Hi everybody,

First of all, thanks for pygsl.
I have to perform linear interpolation in a large array (in the order of 
magnitude of million of points). I have tried to use scipy, but it seems that 
its linear interpolation has no "accelerator", that is to say the ability to 
remind the former searched index when the point to interpolate is next to the 
former, so as to avoid if possible a complete search at each interpolation.
But I know that GSL has such an accelerator, that is why I have looked at 
pygsl.
Here is a small program:

######################
import pygsl.interpolation
from time import time
import numpy

t_initial = time()

a=numpy.arange(0,10000000)
b=numpy.arange(10000000,20000000)

c = pygsl.interpolation.linear( len(a) )
pygsl.interpolation.linear.init( c
      , a
      , b)

for i in range(0,50):
   print "interpolation=", c.eval(50000)
t_final = time()

print "passed_time=", t_final-t_initial
#####################

The execution of this program takes about 15 seconds on my machine. I do not 
understand why it is so long.
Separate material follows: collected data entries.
use std::borrow::Cow;
use std::fmt;

use chrono::NaiveDate;

/// Date pattern passed to `TO_DATE` alongside every date literal.
pub const SQL_DATE_PATTERN: &str = "YYYY-MM-DD";

/// A monetary amount held as integer cents.
///
/// Prices are rounded once, when they are drawn, so the value written to the
/// script is exactly the value stored in the price book and copied into
/// order items.
#[derive(Debug, Clone, Copy, PartialEq, Eq, PartialOrd, Ord, Hash)]
pub struct Money(i64);

impl Money {
    pub const fn from_cents(cents: i64) -> Self {
        Self(cents)
    }

    /// Round a decimal amount to the nearest cent.
    pub fn from_decimal(amount: f64) -> Self {
        Self((amount * 100.0).round() as i64)
    }

    pub fn cents(self) -> i64 {
        self.0
    }

    pub fn as_f64(self) -> f64 {
        self.0 as f64 / 100.0
    }

    /// Multiply by `factor` and round back to cents.
    pub fn scale(self, factor: f64) -> Self {
        Self((self.0 as f64 * factor).round() as i64)
    }
}

impl fmt::Display for Money {
    fn fmt(&self, f: &mut fmt::Formatter<'_>) -> fmt::Result {
        let sign = if self.0 < 0 { "-" } else { "" };
        let abs = self.0.unsigned_abs();
        write!(f, "{}{}.{:02}", sign, abs / 100, abs % 100)
    }
}

/// A generated value for one column of an INSERT statement.
///
/// `Text` uses `Cow<'static, str>` so values drawn from static tables
/// (category names, statuses, reasons) are borrowed, while faker output is
/// owned.
#[derive(Debug, Clone, PartialEq)]
pub enum Value {
    Null,
    Int(i64),
    Money(Money),
    Text(Cow<'static, str>),
    Date(NaiveDate),
}

impl Value {
    /// Convert to a SQL literal suitable for an Oracle-style INSERT script.
    pub fn to_sql_literal(&self) -> String {
        match self {
            Value::Null => "NULL".to_string(),
            Value::Int(i) => i.to_string(),
            Value::Money(m) => m.to_string(),
            Value::Text(s) => format!("'{}'", s.replace('\'', "''")),
            Value::Date(d) => format!(
                "TO_DATE('{}', '{}')",
                d.format("%Y-%m-%d"),
                SQL_DATE_PATTERN
            ),
        }
    }

    /// Convert to a CSV-friendly string.
    pub fn to_csv_string(&self) -> String {
        match self {
            Value::Null => String::new(),
            Value::Int(i) => i.to_string(),
            Value::Money(m) => m.to_string(),
            Value::Text(s) => s.to_string(),
            Value::Date(d) => d.format("%Y-%m-%d").to_string(),
        }
    }
}

impl fmt::Display for Value {
    fn fmt(&self, f: &mut fmt::Formatter<'_>) -> fmt::Result {
        match self {
            Value::Null => write!(f, "NULL"),
            Value::Int(i) => write!(f, "{}", i),
            Value::Money(m) => write!(f, "{}", m),
            Value::Text(s) => write!(f, "{}", s),
            Value::Date(d) => write!(f, "{}", d),
        }
    }
}

impl From<i64> for Value {
    fn from(i: i64) -> Self {
        Value::Int(i)
    }
}

impl From<Money> for Value {
    fn from(m: Money) -> Self {
        Value::Money(m)
    }
}

impl From<NaiveDate> for Value {
    fn from(d: NaiveDate) -> Self {
        Value::Date(d)
    }
}

impl From<&'static str> for Value {
    fn from(s: &'static str) -> Self {
        Value::Text(Cow::Borrowed(s))
    }
}

impl From<String> for Value {
    fn from(s: String) -> Self {
        Value::Text(Cow::Owned(s))
    }
}

impl<T: Into<Value>> From<Option<T>> for Value {
    fn from(v: Option<T>) -> Self {
        v.map(Into::into).unwrap_or(Value::Null)
    }
}

#[cfg(test)]
mod tests {
    use super::*;

    #[test]
    fn test_money_display_always_two_decimals() {
        assert_eq!(Money::from_cents(20000).to_string(), "200.00");
        assert_eq!(Money::from_cents(123450).to_string(), "1234.50");
        assert_eq!(Money::from_cents(7).to_string(), "0.07");
        assert_eq!(Money::from_cents(-150).to_string(), "-1.50");
    }

    #[test]
    fn test_money_rounding() {
        assert_eq!(Money::from_decimal(199.996).cents(), 20000);
        assert_eq!(Money::from_decimal(12.344).cents(), 1234);
        assert_eq!(Money::from_cents(1000).scale(0.6).cents(), 600);
    }

    #[test]
    fn test_string_literal_escapes_quotes() {
        let v = Value::from("O'Connor".to_string());
        assert_eq!(v.to_sql_literal(), "'O''Connor'");
    }

    #[test]
    fn test_date_literal_uses_to_date() {
        let d = NaiveDate::from_ymd_opt(2024, 3, 7).unwrap();
        assert_eq!(
            Value::Date(d).to_sql_literal(),
            "TO_DATE('2024-03-07', 'YYYY-MM-DD')"
        );
    }

    #[test]
    fn test_optional_parent_becomes_null() {
        assert_eq!(Value::from(None::<i64>).to_sql_literal(), "NULL");
        assert_eq!(Value::from(Some(6_i64)).to_sql_literal(), "6");
    }
}
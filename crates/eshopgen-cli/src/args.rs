use clap::{Parser, Subcommand, ValueEnum};

use eshopgen_core::output;

#[derive(Parser, Debug)]
#[command(
    name = "eshopgen",
    about = "Populate an e-commerce schema with realistic, referentially consistent INSERT scripts",
    version,
    after_help = "Examples:\n  eshopgen generate                                  # database/Eshop_structure.sql -> database/Eshop_structure_full.sql\n  eshopgen generate --seed 42 --today 2026-01-01 --orders 200\n  eshopgen generate --from-lock                      # replay the last run\n  eshopgen preview --rows 3\n  eshopgen check --schema database/Eshop_structure.sql"
)]
pub struct Cli {
    #[command(subcommand)]
    pub command: Command,

    /// Enable verbose output
    #[arg(short, long, global = true)]
    pub verbose: bool,
}

#[derive(Subcommand, Debug)]
pub enum Command {
    /// Generate the populated schema script
    Generate(GenerateArgs),

    /// Preview sample rows without writing a file
    Preview(PreviewArgs),

    /// Check the DDL against the populated tables and the lock file
    Check(CheckArgs),
}

#[derive(Parser, Debug)]
pub struct GenerateArgs {
    /// DDL script copied to the top of the output
    #[arg(long)]
    pub schema: Option<String>,

    /// Output file path (.sql, .json, .csv)
    #[arg(short, long)]
    pub output: Option<String>,

    /// Output format (auto-detected from file extension if not specified)
    #[arg(long)]
    pub format: Option<OutputFormat>,

    /// Random seed for deterministic generation
    #[arg(long, env = "ESHOPGEN_SEED")]
    pub seed: Option<u64>,

    /// Date every time window is measured from (YYYY-MM-DD, default: today)
    #[arg(long)]
    pub today: Option<String>,

    /// Number of customers
    #[arg(long)]
    pub customers: Option<usize>,

    /// Number of products
    #[arg(long)]
    pub products: Option<usize>,

    /// Number of orders
    #[arg(long)]
    pub orders: Option<usize>,

    /// Number of inventory log entries
    #[arg(long)]
    pub inventory_logs: Option<usize>,

    /// Regenerate from the lock file
    #[arg(long)]
    pub from_lock: bool,

    /// Force regeneration even if the DDL has changed
    #[arg(long)]
    pub force: bool,
}

#[derive(Parser, Debug)]
pub struct PreviewArgs {
    /// Number of sample rows per table
    #[arg(long, default_value = "5")]
    pub rows: usize,

    /// Random seed
    #[arg(long, default_value = "42")]
    pub seed: u64,

    /// Date every time window is measured from (YYYY-MM-DD, default: today)
    #[arg(long)]
    pub today: Option<String>,
}

#[derive(Parser, Debug)]
pub struct CheckArgs {
    /// DDL script to check
    #[arg(long)]
    pub schema: Option<String>,

    /// Output format for the report
    #[arg(long, default_value = "text")]
    pub format: CheckFormat,
}

#[derive(Debug, Clone, Copy, ValueEnum)]
pub enum OutputFormat {
    Sql,
    Json,
    Csv,
}

impl From<OutputFormat> for output::OutputFormat {
    fn from(format: OutputFormat) -> Self {
        match format {
            OutputFormat::Sql => output::OutputFormat::Sql,
            OutputFormat::Json => output::OutputFormat::Json,
            OutputFormat::Csv => output::OutputFormat::Csv,
        }
    }
}

#[derive(Debug, Clone, ValueEnum)]
pub enum CheckFormat {
    Text,
    Json,
}

impl GenerateArgs {
    /// Explicit flag first, then the configured format, then the extension.
    pub fn output_format(
        &self,
        configured: Option<output::OutputFormat>,
        path: &str,
    ) -> output::OutputFormat {
        self.format
            .map(output::OutputFormat::from)
            .or(configured)
            .unwrap_or_else(|| output::OutputFormat::from_path(path))
    }
}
I have checked that the accelerator is used by 
GSL (by hacking the C code).
So where is the time consumed?
I do not think that the time could be passed in the only code executed in GSL:

 x_lo = x_array[index];
  x_hi = x_array[index + 1];
  y_lo = y_array[index];
  y_hi = y_array[index + 1];
  dx = x_hi - x_lo;
  if (dx > 0.0)
    {
      *y = y_lo + (x - x_lo) / dx * (y_hi - y_lo);
      return GSL_SUCCESS;
    }

because index is known from the first interpolation: afterwards, the 
accelerator is used.

So where is the time passed? I have tried to profile the program:

$ /usr/lib/python2.5/profile.py     test_pygsl.py

It is a bit difficult to analyse the output of profile for me, I obtain the 
following line:

50   13.109    0.262   13.109    0.262 gslwrap.py:1833(gsl_interp_eval)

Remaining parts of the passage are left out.